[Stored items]
BEGIN

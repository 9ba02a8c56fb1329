//! Event handling layer for the applet browser.
//!
//! Maps terminal key events onto [`AppState`] mutations. Every mutation that
//! touches the query state recomputes the filtered view before returning.

use crossterm::event::{Event as CEvent, KeyCode, KeyEvent, KeyEventKind, KeyModifiers};

use crate::state::{AppState, Focus};

/// Rows moved by PageUp/PageDown.
const PAGE: isize = 10;

/// Dispatch a single terminal event and mutate the [`AppState`].
///
/// Returns `true` to signal the application should exit; otherwise `false`.
pub fn handle_event(ev: &CEvent, app: &mut AppState) -> bool {
    match ev {
        CEvent::Key(ke) if ke.kind == KeyEventKind::Press => handle_key(*ke, app),
        _ => false,
    }
}

/// What: Handle one key press.
///
/// Inputs:
/// - `ke`: Key event (press only).
/// - `app`: Mutable application state.
///
/// Output:
/// - `true` when the key requests exit.
///
/// Details:
/// - Navigation keys work regardless of focus.
/// - Printable keys edit the search text in [`Focus::Search`] and act as
///   shortcuts (`q`, `j`, `k`, `/`) in [`Focus::Results`].
pub fn handle_key(ke: KeyEvent, app: &mut AppState) -> bool {
    let ctrl = ke.modifiers.contains(KeyModifiers::CONTROL);
    match ke.code {
        KeyCode::Char('c') if ctrl => return true,
        KeyCode::Char('u') if ctrl => app.clear_search(),
        KeyCode::Esc => {
            if app.query.search_text.is_empty() {
                return true;
            }
            app.clear_search();
        }
        KeyCode::Tab => app.next_category(),
        KeyCode::BackTab => app.prev_category(),
        KeyCode::Enter => app.toggle_focus(),
        KeyCode::Up => app.move_selection(-1),
        KeyCode::Down => app.move_selection(1),
        KeyCode::PageUp => app.move_selection(-PAGE),
        KeyCode::PageDown => app.move_selection(PAGE),
        KeyCode::Home => app.move_selection(isize::MIN),
        KeyCode::End => app.move_selection(isize::MAX),
        KeyCode::Backspace if app.focus == Focus::Search => app.backspace(),
        KeyCode::Char(ch) if !ctrl && !ke.modifiers.contains(KeyModifiers::ALT) => {
            return handle_char(ch, app);
        }
        _ => {}
    }
    false
}

/// Printable character handling, dependent on focus.
fn handle_char(ch: char, app: &mut AppState) -> bool {
    match app.focus {
        Focus::Search => app.push_char(ch),
        Focus::Results => match ch {
            'q' => return true,
            'j' => app.move_selection(1),
            'k' => app.move_selection(-1),
            '/' => app.focus = Focus::Search,
            _ => {}
        },
    }
    false
}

END

- _The problem_
I need every line of the data that has the word "handling"; please list them.

- _Exercise solution_
//! Event handling layer for the applet browser.
/// Printable character handling, dependent on focus.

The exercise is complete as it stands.